1) Jon Snow is the favourite Stark? How is that quantified exactly? Because just impressions are not enough.

2) There is a homogeneous, single minded and completely in agreement Stark fandom? Well that's news to me.

I mean, my username is NorthGirl so it's clear which region holds my interest the most. I think the Northern culture is interesting, I find the Starks as a dynasty much more complex than given credit for and I often find myself defending Ned Statk to an almost stan-like level. So I really the North, the Sharks and I really love Ned.
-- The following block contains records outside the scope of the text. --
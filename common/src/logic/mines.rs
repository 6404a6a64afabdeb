use std::collections::HashSet;

use rand::Rng;
use tracing::{debug, warn};

use crate::models::{Board, MINE, Pos};

/// Consecutive rejected samples tolerated per board cell before giving up.
const REJECTIONS_PER_CELL: usize = 16;

/// Plant up to `requested` mines on `board`, never on `click`, then store
/// every other cell's neighbor count.
///
/// Positions are drawn uniformly at random and rejected when they hit the
/// click or a position already chosen. Sampling stops once enough distinct
/// positions are collected or after `16 x cells` consecutive rejections.
/// Returns how many mines were actually planted.
pub fn plant_mines<R: Rng + ?Sized>(
    rng: &mut R,
    board: &mut Board,
    click: Pos,
    requested: u16,
) -> u16 {
    let cells = board.len();
    let target = usize::from(requested).min(cells.saturating_sub(1));
    let rejection_limit = cells * REJECTIONS_PER_CELL;

    let mut chosen: Vec<Pos> = Vec::with_capacity(target);
    let mut taken: HashSet<Pos> = HashSet::with_capacity(target);
    let mut rejections = 0;

    while chosen.len() < target {
        let candidate = Pos {
            x: rng.random_range(0..board.width()),
            y: rng.random_range(0..board.height()),
        };

        if candidate == click || !taken.insert(candidate) {
            rejections += 1;
            if rejections >= rejection_limit {
                warn!(
                    "Mine placement gave up after {} rejections: {} of {} planted",
                    rejections,
                    chosen.len(),
                    target
                );
                break;
            }
            continue;
        }

        chosen.push(candidate);
        rejections = 0;
    }

    for cell in board.cells_mut() {
        cell.value = 0;
    }

    for pos in &chosen {
        if let Some(cell) = board.get_mut(*pos) {
            cell.value = MINE;
        }
    }

    let positions: Vec<Pos> = board.cells().map(|cell| cell.pos).collect();
    for pos in positions {
        let count = count_adjacent_mines(board, pos);
        if let Some(cell) = board.get_mut(pos)
            && !cell.is_mine()
        {
            cell.value = count;
        }
    }

    debug!(
        "Planted {} mines on {}x{} board avoiding ({}, {})",
        chosen.len(),
        board.width(),
        board.height(),
        click.x,
        click.y
    );

    chosen.len() as u16
}

pub fn count_adjacent_mines(board: &Board, pos: Pos) -> i8 {
    board
        .neighbors(pos)
        .filter(|around| board.get(*around).is_some_and(|cell| cell.is_mine()))
        .count() as i8
}

#[cfg(test)]
mod tests {
    use proptest::prelude::*;
    use rand::{SeedableRng, rngs::SmallRng};

    use super::*;

    fn mine_positions(board: &Board) -> Vec<Pos> {
        board
            .cells()
            .filter(|cell| cell.is_mine())
            .map(|cell| cell.pos)
            .collect()
    }

    #[test]
    fn eight_by_eight_keeps_click_clear() {
        let mut rng = SmallRng::seed_from_u64(7);
        let mut board = Board::new(8, 8);
        let click = Pos::new(4, 4);

        let planted = plant_mines(&mut rng, &mut board, click, 10);

        assert_eq!(planted, 10);
        assert_eq!(mine_positions(&board).len(), 10);
        assert!(!board.get(click).is_some_and(|cell| cell.is_mine()));
    }

    #[test]
    fn full_board_request_is_clamped() {
        let mut rng = SmallRng::seed_from_u64(3);
        let mut board = Board::new(3, 3);

        let planted = plant_mines(&mut rng, &mut board, Pos::new(1, 1), 50);

        assert_eq!(planted, 8);
        assert_eq!(board.get(Pos::new(1, 1)).map(|cell| cell.value), Some(8));
    }

    #[test]
    fn single_cell_board_gets_no_mines() {
        let mut rng = SmallRng::seed_from_u64(1);
        let mut board = Board::new(1, 1);

        assert_eq!(plant_mines(&mut rng, &mut board, Pos::new(0, 0), 1), 0);
        assert_eq!(board.get(Pos::new(0, 0)).map(|cell| cell.value), Some(0));
    }

    #[test]
    fn replanting_clears_previous_values() {
        let mut rng = SmallRng::seed_from_u64(11);
        let mut board = Board::new(6, 6);

        plant_mines(&mut rng, &mut board, Pos::new(0, 0), 30);
        let planted = plant_mines(&mut rng, &mut board, Pos::new(0, 0), 2);

        assert_eq!(planted, 2);
        assert_eq!(mine_positions(&board).len(), 2);
    }

    proptest! {
        #![proptest_config(ProptestConfig::with_cases(64))]

        #[test]
        fn exact_count_and_true_neighbor_values(
            seed in any::<u64>(),
            width in 2usize..16,
            height in 2usize..16,
            mine_ratio in 0.01f64..0.99,
            click_x in 0usize..16,
            click_y in 0usize..16,
        ) {
            let cells = width * height;
            let mines = ((cells as f64 * mine_ratio) as usize).clamp(1, cells - 1) as u16;
            let click = Pos::new(click_x % width, click_y % height);
            let mut rng = SmallRng::seed_from_u64(seed);
            let mut board = Board::new(width, height);

            let planted = plant_mines(&mut rng, &mut board, click, mines);

            prop_assert_eq!(planted, mines);
            prop_assert_eq!(mine_positions(&board).len(), usize::from(mines));
            prop_assert!(!board.get(click).unwrap().is_mine());

            for cell in board.cells().filter(|cell| !cell.is_mine()) {
                let expected = board
                    .neighbors(cell.pos)
                    .filter(|p| board.get(*p).unwrap().is_mine())
                    .count() as i8;
                prop_assert_eq!(cell.value, expected);
            }
        }
    }
}
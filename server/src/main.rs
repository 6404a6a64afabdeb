use minesweeper_server::{ServerError, config::LobbyConfig, open};
use tracing::info;

#[rocket::main]
async fn main() -> Result<(), ServerError> {
    tracing_subscriber::fmt::init();
    info!("🚀 Starting minesweeper lobby");

    let config = LobbyConfig::load()?;
    info!(
        "📊 Up to {} players, frames capped at {} bytes",
        config.client_limit, config.max_frame_payload
    );

    let server = open(config).await?;
    info!("📡 Endpoints: GET /status, /socket/status, /health-check, /socket");
    info!("🌐 Share {} with the other players", server.base_url());

    server.wait().await
}
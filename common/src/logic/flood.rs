use std::collections::VecDeque;

use crate::models::{Board, Pos};

/// Breadth-first reveal starting at a hidden zero-valued cell.
///
/// Returns the revealed positions in visitation order, starting with `start`.
/// Marked and already revealed cells are skipped; only zero-valued cells are
/// expanded further, so numbered cells form the border of the flood.
pub fn reveal_flood(board: &mut Board, start: Pos) -> Vec<Pos> {
    let mut revealed = Vec::new();
    let mut queue = VecDeque::new();

    match board.get_mut(start) {
        Some(cell) if cell.is_hidden() && !cell.is_marked() => cell.reveal(),
        _ => return revealed,
    }
    revealed.push(start);
    queue.push_back(start);

    while let Some(current) = queue.pop_front() {
        for around in board.neighbors(current) {
            let Some(cell) = board.get_mut(around) else {
                continue;
            };

            if !cell.is_hidden() || cell.is_marked() {
                continue;
            }

            cell.reveal();
            revealed.push(around);

            if cell.value == 0 {
                queue.push_back(around);
            }
        }
    }

    revealed
}

#[cfg(test)]
mod tests {
    use std::collections::HashSet;

    use proptest::prelude::*;
    use rand::{SeedableRng, rngs::SmallRng};

    use super::*;
    use crate::logic::plant_mines;
    use crate::models::MINE;

    #[test]
    fn empty_board_reveals_everything_from_center() {
        let mut board = Board::new(3, 3);

        let revealed = reveal_flood(&mut board, Pos::new(1, 1));

        assert_eq!(revealed.len(), 9);
        assert_eq!(revealed[0], Pos::new(1, 1));
        assert!(board.cells().all(|cell| !cell.is_hidden()));
    }

    #[test]
    fn numbered_cells_stop_the_flood() {
        // Column x = 2 holds numbered cells next to a mine column at x = 3.
        let mut board = Board::new(4, 3);
        for y in 0..3 {
            board.get_mut(Pos::new(3, y)).unwrap().value = MINE;
            board.get_mut(Pos::new(2, y)).unwrap().value = if y == 1 { 3 } else { 2 };
        }

        let revealed = reveal_flood(&mut board, Pos::new(0, 0));

        assert_eq!(revealed.len(), 9);
        assert!(revealed.iter().all(|pos| pos.x < 3));
        assert!(board.get(Pos::new(3, 1)).unwrap().is_hidden());
    }

    #[test]
    fn marked_cells_are_left_alone() {
        let mut board = Board::new(3, 1);
        board.get_mut(Pos::new(2, 0)).unwrap().toggle_mark();

        let revealed = reveal_flood(&mut board, Pos::new(0, 0));

        assert_eq!(revealed, vec![Pos::new(0, 0), Pos::new(1, 0)]);
        let marked = board.get(Pos::new(2, 0)).unwrap();
        assert!(marked.is_hidden() && marked.is_marked());
    }

    #[test]
    fn visitation_is_breadth_first() {
        let mut board = Board::new(5, 1);

        let revealed = reveal_flood(&mut board, Pos::new(2, 0));

        assert_eq!(
            revealed,
            vec![
                Pos::new(2, 0),
                Pos::new(1, 0),
                Pos::new(3, 0),
                Pos::new(0, 0),
                Pos::new(4, 0),
            ]
        );
    }

    proptest! {
        #![proptest_config(ProptestConfig::with_cases(64))]

        #[test]
        fn never_revisits_and_never_reveals_marked(
            seed in any::<u64>(),
            width in 2usize..20,
            height in 2usize..20,
            mines in 0u16..40,
            marks in proptest::collection::vec((0usize..20, 0usize..20), 0..12),
        ) {
            let mut rng = SmallRng::seed_from_u64(seed);
            let mut board = Board::new(width, height);
            let click = Pos::new(0, 0);
            plant_mines(&mut rng, &mut board, click, mines);

            let mut marked = HashSet::new();
            for (x, y) in marks {
                let pos = Pos::new(x % width, y % height);
                if pos != click && marked.insert(pos) {
                    board.get_mut(pos).unwrap().toggle_mark();
                }
            }

            prop_assume!(board.get(click).unwrap().value == 0);
            let revealed = reveal_flood(&mut board, click);

            let unique: HashSet<Pos> = revealed.iter().copied().collect();
            prop_assert_eq!(unique.len(), revealed.len());
            prop_assert!(revealed.len() <= width * height);
            prop_assert!(revealed.iter().all(|pos| !marked.contains(pos)));
            prop_assert!(revealed.iter().all(|pos| !board.get(*pos).unwrap().is_mine()));

            // Every revealed cell other than the start borders a revealed zero.
            for pos in revealed.iter().skip(1) {
                let touches_zero = board.neighbors(*pos).any(|around| {
                    unique.contains(&around) && board.get(around).unwrap().value == 0
                });
                prop_assert!(touches_zero);
            }
        }
    }
}
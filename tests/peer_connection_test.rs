//! Viewer connection tests: offer/answer against a real browser-side peer
//! built from the same webrtc stack.

use loopcast::webrtc::peer::{
    ConnectionState, RtcConfig, SdpType, SessionDescription, ViewerConnection,
};
use loopcast::webrtc::streaming::{LoopbackStreamer, StreamConfig};
use std::sync::Arc;
use webrtc::api::media_engine::MediaEngine;
use webrtc::api::APIBuilder;
use webrtc::peer_connection::configuration::RTCConfiguration;
use webrtc::peer_connection::RTCPeerConnection;
use webrtc::rtp_transceiver::rtp_codec::RTPCodecType;

fn test_streamer() -> LoopbackStreamer {
    LoopbackStreamer::new("peer-test".to_string(), StreamConfig::default())
}

/// Host-candidates-only config so tests never wait on a STUN server.
fn offline_rtc() -> RtcConfig {
    RtcConfig {
        ice_servers: vec![],
    }
}

/// Build the browser side of the exchange: a recvonly video peer.
async fn browser_peer() -> Arc<RTCPeerConnection> {
    let mut media_engine = MediaEngine::default();
    media_engine.register_default_codecs().unwrap();
    let api = APIBuilder::new().with_media_engine(media_engine).build();
    let pc = Arc::new(
        api.new_peer_connection(RTCConfiguration::default())
            .await
            .unwrap(),
    );
    pc.add_transceiver_from_kind(RTPCodecType::Video, None)
        .await
        .unwrap();
    pc
}

#[tokio::test]
async fn test_viewer_starts_fresh() {
    let viewer = ViewerConnection::new("fresh".to_string(), offline_rtc(), test_streamer())
        .await
        .unwrap();

    assert_eq!(viewer.connection_state().await, ConnectionState::New);
    assert!(viewer.is_healthy().await);
    assert!(viewer.local_candidates().await.is_empty());
}

#[tokio::test]
async fn test_offer_answer_exchange() {
    let viewer = ViewerConnection::new("ans".to_string(), offline_rtc(), test_streamer())
        .await
        .unwrap();

    let browser = browser_peer().await;
    let offer = browser.create_offer(None).await.unwrap();
    browser.set_local_description(offer.clone()).await.unwrap();

    let answer = viewer
        .answer(SessionDescription {
            sdp_type: SdpType::Offer,
            sdp: offer.sdp,
        })
        .await
        .unwrap();

    assert_eq!(answer.sdp_type, SdpType::Answer);
    assert!(answer.sdp.starts_with("v=0"));
    // Gathering completed before the answer was returned, so the SDP
    // carries the candidates a non-trickle page needs
    assert!(answer.sdp.contains("candidate"), "answer has no candidates");

    let stats = viewer.get_stats().await;
    assert!(stats.has_local_description);
    assert!(stats.has_remote_description);
}

#[tokio::test]
async fn test_garbage_offer_rejected() {
    let viewer = ViewerConnection::new("bad".to_string(), offline_rtc(), test_streamer())
        .await
        .unwrap();

    let result = viewer
        .answer(SessionDescription {
            sdp_type: SdpType::Offer,
            sdp: "this is not sdp".to_string(),
        })
        .await;
    assert!(result.is_err());
}

#[tokio::test]
async fn test_track_registration_feeds_viewer() {
    let streamer = test_streamer();
    let viewer = ViewerConnection::new("track".to_string(), offline_rtc(), streamer.clone())
        .await
        .unwrap();

    streamer
        .attach_track(viewer.id().to_string(), viewer.track())
        .await;
    assert_eq!(streamer.track_count().await, 1);

    streamer.detach_track(viewer.id()).await;
    assert_eq!(streamer.track_count().await, 0);
}
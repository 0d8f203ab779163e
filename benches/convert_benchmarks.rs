//! Benchmarks for the per-frame conversion hot path.
//!
//! Run with: cargo bench
//!
//! The YUYV -> I420 conversion runs once per forwarded frame, so its
//! throughput bounds the stream rate at high resolutions.

use criterion::{black_box, criterion_group, criterion_main, BenchmarkId, Criterion, Throughput};
use loopcast::convert::{rgb_to_i420, yuyv_to_i420, yuyv_to_rgb};

/// Generate a YUYV test frame with a gradient pattern (more realistic
/// than zeros for branch behavior in the clamps).
fn generate_test_yuyv(width: u32, height: u32) -> Vec<u8> {
    let size = (width * height * 2) as usize;
    let mut data = vec![0u8; size];

    for (i, byte) in data.iter_mut().enumerate() {
        *byte = match i % 4 {
            0 | 2 => (i / 7 % 220 + 16) as u8, // Y
            1 => (i / 13 % 200 + 28) as u8,    // U
            _ => (i / 17 % 200 + 28) as u8,    // V
        };
    }

    data
}

fn generate_test_rgb(width: u32, height: u32) -> Vec<u8> {
    let size = (width * height * 3) as usize;
    let mut data = vec![0u8; size];

    for y in 0..height {
        for x in 0..width {
            let idx = ((y * width + x) * 3) as usize;
            data[idx] = (x % 256) as u8;
            data[idx + 1] = (y % 256) as u8;
            data[idx + 2] = ((x + y) % 256) as u8;
        }
    }

    data
}

fn bench_yuyv_to_i420(c: &mut Criterion) {
    let mut group = c.benchmark_group("yuyv_to_i420");

    for (width, height) in [(640u32, 480u32), (1280, 720), (1920, 1080)] {
        let frame = generate_test_yuyv(width, height);
        group.throughput(Throughput::Bytes(frame.len() as u64));
        group.bench_with_input(
            BenchmarkId::from_parameter(format!("{}x{}", width, height)),
            &frame,
            |b, frame| {
                b.iter(|| yuyv_to_i420(black_box(frame), width, height).unwrap());
            },
        );
    }

    group.finish();
}

fn bench_yuyv_to_rgb(c: &mut Criterion) {
    let mut group = c.benchmark_group("yuyv_to_rgb");

    let frame = generate_test_yuyv(1280, 720);
    group.throughput(Throughput::Bytes(frame.len() as u64));
    group.bench_function("1280x720", |b| {
        b.iter(|| yuyv_to_rgb(black_box(&frame), 1280, 720).unwrap());
    });

    group.finish();
}

fn bench_rgb_to_i420(c: &mut Criterion) {
    let mut group = c.benchmark_group("rgb_to_i420");

    let frame = generate_test_rgb(1280, 720);
    group.throughput(Throughput::Bytes(frame.len() as u64));
    group.bench_function("1280x720", |b| {
        b.iter(|| rgb_to_i420(black_box(&frame), 1280, 720).unwrap());
    });

    group.finish();
}

criterion_group!(
    benches,
    bench_yuyv_to_i420,
    bench_yuyv_to_rgb,
    bench_rgb_to_i420
);
criterion_main!(benches);
//! Loopback device access: kernel module verification, device open,
//! format negotiation, and the frame source.

pub mod loopback;

pub use loopback::{FrameReceiver, LoopbackDevice, LoopbackModule};

use crate::config::MAX_LOOPBACK_ID;

/// Check if any V4L2 device node is present on the system.
pub fn is_v4l2_available() -> bool {
    std::path::Path::new("/dev/video0").exists() || !list_video_devices().is_empty()
}

/// List all /dev/video* nodes up to the loopback ID ceiling.
pub fn list_video_devices() -> Vec<String> {
    let mut devices = Vec::new();

    for i in 0..=MAX_LOOPBACK_ID {
        let device_path = format!("/dev/video{}", i);
        if std::path::Path::new(&device_path).exists() {
            devices.push(device_path);
        }
    }

    devices
}

#[cfg(test)]
mod tests {
    use super::*;

    #[test]
    fn test_list_video_devices_paths() {
        for path in list_video_devices() {
            assert!(path.starts_with("/dev/video"));
            let num: u32 = path.strip_prefix("/dev/video").unwrap().parse().unwrap();
            assert!(num <= MAX_LOOPBACK_ID);
        }
    }
}
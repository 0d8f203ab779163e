//! v4l2loopback module verification and frame capture.
//!
//! The bridge only ever talks to loopback devices created with
//! `modprobe v4l2loopback video_nr=<ids>`. Before opening a device we check
//! the module's sysfs tree so a missing module or an unenrolled ID fails
//! with the exact modprobe command the operator needs to run.

use crate::config::StreamProfile;
use crate::errors::{BridgeError, Result};
use crate::types::{DeviceSummary, StreamFormat, VideoFrame};
use std::path::{Path, PathBuf};
use v4l::buffer::Type;
use v4l::io::mmap::Stream;
use v4l::io::traits::CaptureStream;
use v4l::video::Capture;
use v4l::FourCC;

/// Number of mmap buffers in the capture queue.
const CAPTURE_BUFFERS: u32 = 4;

/// The modprobe invocation that enrolls a device ID.
pub fn modprobe_hint(id: u32) -> String {
    format!("sudo modprobe v4l2loopback video_nr={}", id)
}

/// Handle on the v4l2loopback kernel module's sysfs tree.
///
/// The sysfs root is a field so tests can point it at a fake tree.
#[derive(Debug, Clone)]
pub struct LoopbackModule {
    sysfs_root: PathBuf,
}

impl Default for LoopbackModule {
    fn default() -> Self {
        Self {
            sysfs_root: PathBuf::from("/sys/module/v4l2loopback"),
        }
    }
}

impl LoopbackModule {
    pub fn at<P: AsRef<Path>>(sysfs_root: P) -> Self {
        Self {
            sysfs_root: sysfs_root.as_ref().to_path_buf(),
        }
    }

    /// Whether the kernel module is loaded.
    pub fn is_loaded(&self) -> bool {
        self.sysfs_root.is_dir()
    }

    /// Device IDs enrolled via the module's `video_nr` parameter.
    pub fn enrolled_ids(&self) -> Result<Vec<u32>> {
        let param = self.sysfs_root.join("parameters/video_nr");
        let raw = std::fs::read_to_string(&param).map_err(|e| {
            BridgeError::Device(format!("failed to read {}: {}", param.display(), e))
        })?;

        let mut ids = Vec::new();
        for part in raw.trim().split(',') {
            let part = part.trim();
            if part.is_empty() {
                continue;
            }
            let id = part.parse::<u32>().map_err(|_| {
                BridgeError::Device(format!("unparseable video_nr entry '{}'", part))
            })?;
            ids.push(id);
        }
        Ok(ids)
    }

    /// Verify the module is loaded and `id` is enrolled.
    ///
    /// Error messages carry the modprobe command so the operator can fix
    /// the setup without digging further.
    pub fn verify(&self, id: u32) -> Result<()> {
        if !self.is_loaded() {
            return Err(BridgeError::ModuleNotLoaded(format!(
                "{} missing, run: {}",
                self.sysfs_root.display(),
                modprobe_hint(id)
            )));
        }

        let ids = self.enrolled_ids()?;
        if !ids.contains(&id) {
            return Err(BridgeError::NotEnrolled(format!(
                "device {} not in enrolled set {:?}, check the video_nr parameter ({})",
                id,
                ids,
                modprobe_hint(id)
            )));
        }

        Ok(())
    }
}

/// An opened loopback capture device with a negotiated format.
pub struct LoopbackDevice {
    dev: v4l::Device,
    path: String,
    summary: DeviceSummary,
    format: StreamFormat,
}

impl LoopbackDevice {
    /// Open `/dev/video<id>` and negotiate the profile's capture format.
    pub fn open(id: u32, profile: &StreamProfile) -> Result<Self> {
        let path = format!("/dev/video{}", id);
        let dev = v4l::Device::with_path(&path)
            .map_err(|e| BridgeError::Device(format!("failed to open {}: {}", path, e)))?;

        let caps = dev
            .query_caps()
            .map_err(|e| BridgeError::Device(format!("QUERYCAP failed on {}: {}", path, e)))?;

        let summary = DeviceSummary {
            path: path.clone(),
            driver: caps.driver.clone(),
            card: caps.card.clone(),
            video_capture: caps
                .capabilities
                .contains(v4l::capability::Flags::VIDEO_CAPTURE),
            read_write: caps.capabilities.contains(v4l::capability::Flags::READWRITE),
            streaming: caps.capabilities.contains(v4l::capability::Flags::STREAMING),
        };

        log::info!(
            "Opened {}: driver '{}' card '{}' capture={} read_write={} streaming={}",
            path,
            summary.driver,
            summary.card,
            summary.video_capture,
            summary.read_write,
            summary.streaming
        );

        if !summary.usable() {
            return Err(BridgeError::Device(format!(
                "{} does not support video capture streaming",
                path
            )));
        }

        let mut device = Self {
            dev,
            path,
            summary,
            format: StreamFormat::new(profile.width, profile.height, profile.fps),
        };
        device.negotiate_format(profile)?;
        Ok(device)
    }

    /// Request YUYV at the profile resolution and accept what the driver
    /// reports back. A non-YUYV reply is fatal: YUYV is the only device-side
    /// format the bridge forwards.
    fn negotiate_format(&mut self, profile: &StreamProfile) -> Result<()> {
        let current = self
            .dev
            .format()
            .map_err(|e| BridgeError::Device(format!("G_FMT failed on {}: {}", self.path, e)))?;
        log::debug!(
            "{} current format: {}x{} {}",
            self.path,
            current.width,
            current.height,
            fourcc_str(&current.fourcc)
        );

        let wanted = v4l::Format::new(profile.width, profile.height, FourCC::new(b"YUYV"));
        let got = self
            .dev
            .set_format(&wanted)
            .map_err(|e| BridgeError::Device(format!("S_FMT failed on {}: {}", self.path, e)))?;

        if got.fourcc != FourCC::new(b"YUYV") {
            return Err(BridgeError::Device(format!(
                "{} negotiated {} instead of YUYV",
                self.path,
                fourcc_str(&got.fourcc)
            )));
        }

        if got.width != profile.width || got.height != profile.height {
            log::warn!(
                "{} adjusted resolution {}x{} -> {}x{}",
                self.path,
                profile.width,
                profile.height,
                got.width,
                got.height
            );
        }

        self.format = StreamFormat::new(got.width, got.height, profile.fps);
        log::info!("{} negotiated format: {}", self.path, self.format);
        Ok(())
    }

    pub fn summary(&self) -> &DeviceSummary {
        &self.summary
    }

    pub fn format(&self) -> &StreamFormat {
        &self.format
    }

    pub fn path(&self) -> &str {
        &self.path
    }

    /// Grab a single frame, for probing and snapshots.
    pub fn capture_one(&mut self) -> Result<VideoFrame> {
        let mut stream = Stream::with_buffers(&mut self.dev, Type::VideoCapture, CAPTURE_BUFFERS)
            .map_err(|e| {
                BridgeError::Capture(format!("failed to map buffers on {}: {}", self.path, e))
            })?;

        let (buf, meta) = stream
            .next()
            .map_err(|e| BridgeError::Capture(format!("dequeue failed on {}: {}", self.path, e)))?;

        frame_from_buffer(buf, meta.bytesused as usize, &self.format, &self.path, 0)
    }

    /// Convert this device into a running frame source.
    ///
    /// Capture I/O is blocking, so it runs on its own thread; frames arrive
    /// on a bounded channel. Dropping the receiver stops the thread.
    pub fn into_frames(self) -> FrameReceiver {
        let (tx, rx) = tokio::sync::mpsc::channel::<Result<VideoFrame>>(CAPTURE_BUFFERS as usize);
        let format = self.format.clone();
        let path = self.path.clone();
        let mut dev = self.dev;

        let handle = std::thread::Builder::new()
            .name("loopcast-capture".to_string())
            .spawn(move || {
                let mut stream =
                    match Stream::with_buffers(&mut dev, Type::VideoCapture, CAPTURE_BUFFERS) {
                        Ok(s) => s,
                        Err(e) => {
                            let _ = tx.blocking_send(Err(BridgeError::Capture(format!(
                                "failed to map buffers on {}: {}",
                                path, e
                            ))));
                            return;
                        }
                    };

                let mut sequence = 0u64;
                loop {
                    let result = match stream.next() {
                        Ok((buf, meta)) => frame_from_buffer(
                            buf,
                            meta.bytesused as usize,
                            &format,
                            &path,
                            sequence,
                        ),
                        Err(e) => Err(BridgeError::Capture(format!(
                            "dequeue failed on {}: {}",
                            path, e
                        ))),
                    };
                    sequence += 1;

                    // Receiver gone means the stream was stopped
                    if tx.blocking_send(result).is_err() {
                        log::debug!("Capture thread for {} stopping", path);
                        return;
                    }
                }
            })
            .expect("failed to spawn capture thread");

        FrameReceiver {
            rx,
            format,
            _handle: handle,
        }
    }
}

/// Receiving side of a running capture thread.
pub struct FrameReceiver {
    rx: tokio::sync::mpsc::Receiver<Result<VideoFrame>>,
    format: StreamFormat,
    _handle: std::thread::JoinHandle<()>,
}

impl FrameReceiver {
    /// Await the next frame. `None` means the capture thread exited.
    pub async fn recv(&mut self) -> Option<Result<VideoFrame>> {
        self.rx.recv().await
    }

    /// Blocking variant for non-async callers.
    pub fn recv_blocking(&mut self) -> Option<Result<VideoFrame>> {
        self.rx.blocking_recv()
    }

    pub fn format(&self) -> &StreamFormat {
        &self.format
    }
}

fn frame_from_buffer(
    buf: &[u8],
    bytesused: usize,
    format: &StreamFormat,
    path: &str,
    sequence: u64,
) -> Result<VideoFrame> {
    let len = bytesused.min(buf.len());
    let expected = format.yuyv_size();
    if len != expected {
        return Err(BridgeError::Capture(format!(
            "{} delivered {} bytes, expected {} for {}",
            path, len, expected, format
        )));
    }

    Ok(
        VideoFrame::new(buf[..len].to_vec(), format.width, format.height, path.to_string())
            .with_fourcc(format.fourcc.clone())
            .with_sequence(sequence),
    )
}

fn fourcc_str(fourcc: &FourCC) -> String {
    String::from_utf8_lossy(&fourcc.repr).into_owned()
}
And yet, Jon Snow is my least favourite Stark POV. Which includes Catelyn who I really don't have the warm and fuzzies for despite feeling sympathy and recognising her as one of the best characters.

I nothing Jon Snow to a level that I almost feel bad about because he is clearly an important piece of the story.

I'm not saying you're wrong but before even getting to the why, I would like to be convinced that it's the case.

 I also kind of think that I'm unfair to Book Jon because I had watched 4 seasons of the show before reading the books so I was already conditioned see him as a brainless but well intentioned jock. It is also frustrating that he only really starts to be interesting (as an individual, not the bigger implications of his storyline) at the end of Storm and then in Dance. Problem is, everything is interesting at the end of Soto so my interest was with those I had already invested in and then Dance is my least favourite book so I only re-read the parts that really appealed to me, and I just forget about Jon.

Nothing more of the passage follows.